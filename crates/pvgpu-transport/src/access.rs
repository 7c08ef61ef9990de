use std::sync::atomic::{AtomicBool, Ordering};
use std::sync::Arc;

use parking_lot::{Mutex, MutexGuard};
use tracing::debug;

use crate::channel::VmBusChannel;
use crate::error::TransportError;

/// A shared channel plus the lock that serializes exchanges on it.
///
/// At most one exchange is in flight per endpoint. The lock is held by a
/// [`ChannelGuard`] from acquisition until the guard is dropped.
pub struct ChannelEndpoint {
    name: String,
    channel: Arc<dyn VmBusChannel>,
    lock: Mutex<()>,
    removed: AtomicBool,
}

impl ChannelEndpoint {
    pub fn new(name: impl Into<String>, channel: Arc<dyn VmBusChannel>) -> Self {
        Self {
            name: name.into(),
            channel,
            lock: Mutex::new(()),
            removed: AtomicBool::new(false),
        }
    }

    pub fn name(&self) -> &str {
        &self.name
    }

    /// Acquire exclusive use of the channel.
    ///
    /// Fails with [`TransportError::DeviceRemoved`] once the endpoint has been
    /// torn down; no guard exists in that case so nothing needs releasing.
    pub fn acquire(&self) -> Result<ChannelGuard<'_>, TransportError> {
        if self.is_removed() {
            return Err(TransportError::DeviceRemoved(self.name.clone()));
        }
        let lock = self.lock.lock();
        // Teardown may have raced with the wait for the lock.
        if self.is_removed() {
            return Err(TransportError::DeviceRemoved(self.name.clone()));
        }
        Ok(ChannelGuard { endpoint: self, _lock: lock })
    }

    /// Mark the endpoint torn down. Later acquisitions fail; an exchange
    /// already holding the lock runs to completion.
    pub fn mark_removed(&self) {
        debug!(channel = %self.name, "channel marked removed");
        self.removed.store(true, Ordering::Release);
    }

    pub fn is_removed(&self) -> bool {
        self.removed.load(Ordering::Acquire)
    }
}

/// Proof of exclusive access to a [`ChannelEndpoint`]. Released on drop.
pub struct ChannelGuard<'a> {
    endpoint: &'a ChannelEndpoint,
    _lock: MutexGuard<'a, ()>,
}

impl<'a> ChannelGuard<'a> {
    pub fn name(&self) -> &str {
        &self.endpoint.name
    }

    pub(crate) fn channel(&self) -> &dyn VmBusChannel {
        self.endpoint.channel.as_ref()
    }
}
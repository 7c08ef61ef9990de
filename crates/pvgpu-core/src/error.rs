use pvgpu_protocol::{Errno, NtStatus, ProtocolError, WireError};
use pvgpu_transport::TransportError;

use crate::handle_table::HandleTableError;
use crate::memory::{MapError, PinError};

#[derive(Debug, thiserror::Error)]
pub enum CoreError {
    #[error("host returned {status}: {errno}")]
    Host { status: NtStatus, errno: Errno },

    #[error("transport: {0}")]
    Transport(#[from] TransportError),

    #[error("protocol: {0}")]
    Protocol(#[from] ProtocolError),

    #[error("message of {size} bytes exceeds the {max}-byte packet limit")]
    MessageTooLarge { size: usize, max: usize },

    #[error("{what} of {size} bytes is too large")]
    ValueTooLarge { what: &'static str, size: usize },

    #[error("invalid argument: {0}")]
    InvalidArgument(&'static str),

    #[error("host returned a null {0} handle")]
    NullHandle(&'static str),

    #[error("out of memory allocating {0} bytes")]
    OutOfMemory(usize),

    #[error("page list needs more than {capacity} entries")]
    RleOverflow { capacity: usize },

    #[error("pinning user pages failed: {0}")]
    Pin(#[from] PinError),

    #[error("io space mapping failed: {0}")]
    Map(#[from] MapError),

    #[error("handle table: {0}")]
    HandleTable(#[from] HandleTableError),

    #[error("configuration error: {0}")]
    Config(String),

    #[error("IO error: {0}")]
    Io(#[from] std::io::Error),
}

pub type CoreResult<T> = Result<T, CoreError>;

impl CoreError {
    /// Local error code reported to the caller.
    pub fn errno(&self) -> Errno {
        match self {
            CoreError::Host { errno, .. } => *errno,
            CoreError::Transport(e) => e.errno(),
            CoreError::Protocol(e) => e.errno(),
            CoreError::MessageTooLarge { .. }
            | CoreError::ValueTooLarge { .. }
            | CoreError::RleOverflow { .. } => Errno::ValueTooLarge,
            CoreError::InvalidArgument(_) | CoreError::Config(_) => Errno::InvalidArgument,
            CoreError::NullHandle(_) => Errno::NotRecoverable,
            CoreError::OutOfMemory(_) | CoreError::Pin(_) => Errno::OutOfMemory,
            CoreError::Map(e) => e.errno(),
            CoreError::HandleTable(e) => e.errno(),
            CoreError::Io(_) => Errno::Io,
        }
    }

    /// Translate a host status, passing success codes through.
    pub fn check_status(status: NtStatus) -> CoreResult<i32> {
        status.into_result().map_err(|errno| CoreError::Host { status, errno })
    }
}

impl From<WireError> for CoreError {
    fn from(e: WireError) -> Self {
        CoreError::Protocol(ProtocolError::Wire(e))
    }
}
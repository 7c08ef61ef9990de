//! Request framing: sizing, storage, extended header and channel choice.

use bytemuck::Pod;
use pvgpu_protocol::command::{ExtHeader, EXT_HEADER_SIZE};
use pvgpu_protocol::wire::align_result_size;
use pvgpu_protocol::PayloadWriter;
use pvgpu_transport::ChannelEndpoint;

use crate::error::{CoreError, CoreResult};
use crate::session::{Adapter, Dispatch, Session};

/// Messages up to this many bytes (extended header included) are stored inline.
pub const INLINE_MESSAGE_CAPACITY: usize = 64;

/// Which channel a message travels on.
#[derive(Debug, Clone, Copy, PartialEq, Eq)]
pub enum Route {
    Global,
    Adapter,
}

/// Channel for a plain message: the adapter's own channel only when an
/// adapter is involved and async messaging is off.
pub fn select_route(has_adapter: bool, async_enabled: bool) -> Route {
    if has_adapter && !async_enabled {
        Route::Adapter
    } else {
        Route::Global
    }
}

/// Channel for a per-adapter message with a separate result buffer.
/// Async-enabled sessions route these through the global channel.
pub fn select_result_route(async_enabled: bool) -> Route {
    if async_enabled {
        Route::Global
    } else {
        Route::Adapter
    }
}

enum Storage {
    Empty,
    Inline { buf: [u8; INLINE_MESSAGE_CAPACITY], len: usize },
    Heap(Vec<u8>),
}

impl Storage {
    fn zeroed(len: usize, inline_ok: bool) -> CoreResult<Self> {
        if inline_ok && len <= INLINE_MESSAGE_CAPACITY {
            return Ok(Storage::Inline { buf: [0; INLINE_MESSAGE_CAPACITY], len });
        }
        Ok(Storage::Heap(zeroed_vec(len)?))
    }

    fn bytes(&self) -> &[u8] {
        match self {
            Storage::Empty => &[],
            Storage::Inline { buf, len } => &buf[..*len],
            Storage::Heap(v) => v,
        }
    }

    fn bytes_mut(&mut self) -> &mut [u8] {
        match self {
            Storage::Empty => &mut [],
            Storage::Inline { buf, len } => &mut buf[..*len],
            Storage::Heap(v) => v,
        }
    }
}

pub(crate) fn zeroed_vec(len: usize) -> CoreResult<Vec<u8>> {
    let mut v = Vec::new();
    v.try_reserve_exact(len).map_err(|_| CoreError::OutOfMemory(len))?;
    v.resize(len, 0);
    Ok(v)
}

/// One framed request, owned by the operation issuing it.
pub struct Message<'s> {
    storage: Storage,
    payload_offset: usize,
    route: Route,
    channel: &'s ChannelEndpoint,
}

impl<'s> Message<'s> {
    /// Frame a request of `size` payload bytes.
    pub fn new(session: &'s Session, adapter: Option<&'s Adapter>, size: usize) -> CoreResult<Self> {
        let route = select_route(adapter.is_some(), session.async_msg_enabled());
        Self::build(session, adapter, size, route, true)
    }

    fn build(
        session: &'s Session,
        adapter: Option<&'s Adapter>,
        size: usize,
        route: Route,
        inline_ok: bool,
    ) -> CoreResult<Self> {
        debug_assert!(size > 0, "zero-sized message");
        let ext = if session.uses_ext_header() { EXT_HEADER_SIZE } else { 0 };
        let max = session.max_packet_size();
        let total = size.saturating_add(ext);
        if total > max {
            return Err(CoreError::MessageTooLarge { size: total, max });
        }

        let channel = match (route, adapter) {
            (Route::Adapter, Some(adapter)) => adapter.channel(),
            _ => session.global_channel(),
        };

        let mut storage = Storage::zeroed(total, inline_ok)?;
        if ext != 0 {
            let header = ExtHeader {
                command_offset: ext as u32,
                reserved: 0,
                vgpu_luid: adapter.map(Adapter::host_vgpu_luid).unwrap_or_default(),
            };
            storage.bytes_mut()[..ext].copy_from_slice(bytemuck::bytes_of(&header));
        }

        Ok(Self { storage, payload_offset: ext, route, channel })
    }

    /// Total framed length, extended header included.
    pub fn len(&self) -> usize {
        self.storage.bytes().len()
    }

    pub fn is_empty(&self) -> bool {
        self.len() == 0
    }

    pub fn as_bytes(&self) -> &[u8] {
        self.storage.bytes()
    }

    /// The command region after the extended header.
    pub fn payload(&self) -> &[u8] {
        let bytes = self.storage.bytes();
        &bytes[self.payload_offset.min(bytes.len())..]
    }

    pub fn payload_mut(&mut self) -> &mut [u8] {
        let offset = self.payload_offset;
        let bytes = self.storage.bytes_mut();
        let start = offset.min(bytes.len());
        &mut bytes[start..]
    }

    /// Section writer positioned at the start of the command.
    pub fn writer(&mut self) -> PayloadWriter<'_> {
        PayloadWriter::new(self.payload_mut())
    }

    pub fn route(&self) -> Route {
        self.route
    }

    pub fn channel(&self) -> &'s ChannelEndpoint {
        self.channel
    }

    pub fn is_inline(&self) -> bool {
        matches!(self.storage, Storage::Inline { .. })
    }

    /// Release the buffer. Safe to call more than once.
    pub fn free(&mut self) {
        self.storage = Storage::Empty;
    }

    /// Exchange synchronously, copying the reply into `result`.
    pub fn send_sync_into(&self, result: &mut [u8]) -> CoreResult<usize> {
        let guard = self.channel.acquire()?;
        Ok(guard.send_sync(self.as_bytes(), result)?)
    }

    /// Exchange synchronously and decode a fixed-size reply.
    pub fn send_sync_typed<R: Pod>(&self) -> CoreResult<R> {
        let mut reply = R::zeroed();
        self.send_sync_into(bytemuck::bytes_of_mut(&mut reply))?;
        Ok(reply)
    }

    /// Exchange synchronously and translate the status-only reply.
    pub fn send_sync_status(&self) -> CoreResult<i32> {
        let guard = self.channel.acquire()?;
        let status = guard.send_sync_status(self.as_bytes())?;
        drop(guard);
        CoreError::check_status(status)
    }

    pub fn send_async(&self) -> CoreResult<()> {
        let guard = self.channel.acquire()?;
        Ok(guard.send_async(self.as_bytes())?)
    }

    /// Send according to `dispatch`: blocking for a status, or fire-and-forget.
    pub fn submit(&self, dispatch: Dispatch) -> CoreResult<()> {
        match dispatch {
            Dispatch::Sync => self.send_sync_status().map(|_| ()),
            Dispatch::Async => self.send_async(),
        }
    }
}

/// A request plus an independently sized reply buffer.
pub struct MessageWithResult<'s> {
    message: Message<'s>,
    result: Vec<u8>,
}

impl<'s> MessageWithResult<'s> {
    /// Frame a per-adapter request of `size` bytes whose reply needs up to
    /// `result_size` bytes (rounded up to 8).
    pub fn new(session: &'s Session, adapter: &'s Adapter, size: usize, result_size: usize) -> CoreResult<Self> {
        let result_len = align_result_size(result_size);
        let max = session.max_packet_size();
        if result_len > max {
            return Err(CoreError::MessageTooLarge { size: result_len, max });
        }
        let route = select_result_route(session.async_msg_enabled());
        let message = Message::build(session, Some(adapter), size, route, false)?;
        let result = zeroed_vec(result_len)?;
        Ok(Self { message, result })
    }

    pub fn message(&self) -> &Message<'s> {
        &self.message
    }

    pub fn writer(&mut self) -> PayloadWriter<'_> {
        self.message.writer()
    }

    pub fn result(&self) -> &[u8] {
        &self.result
    }

    pub fn route(&self) -> Route {
        self.message.route()
    }

    /// Exchange synchronously into the result buffer.
    pub fn send_sync(&mut self) -> CoreResult<usize> {
        let guard = self.message.channel.acquire()?;
        Ok(guard.send_sync(self.message.as_bytes(), &mut self.result)?)
    }

    pub fn free(&mut self) {
        self.message.free();
        self.result = Vec::new();
    }
}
::::::
### WORK REQUEST
Only lines with the word "true" are wanted. Find and copy them from the records above.

### RESPONSE FOR THIS EXERCISE
        self.removed.store(true, Ordering::Release);
        Self::build(session, adapter, size, route, true)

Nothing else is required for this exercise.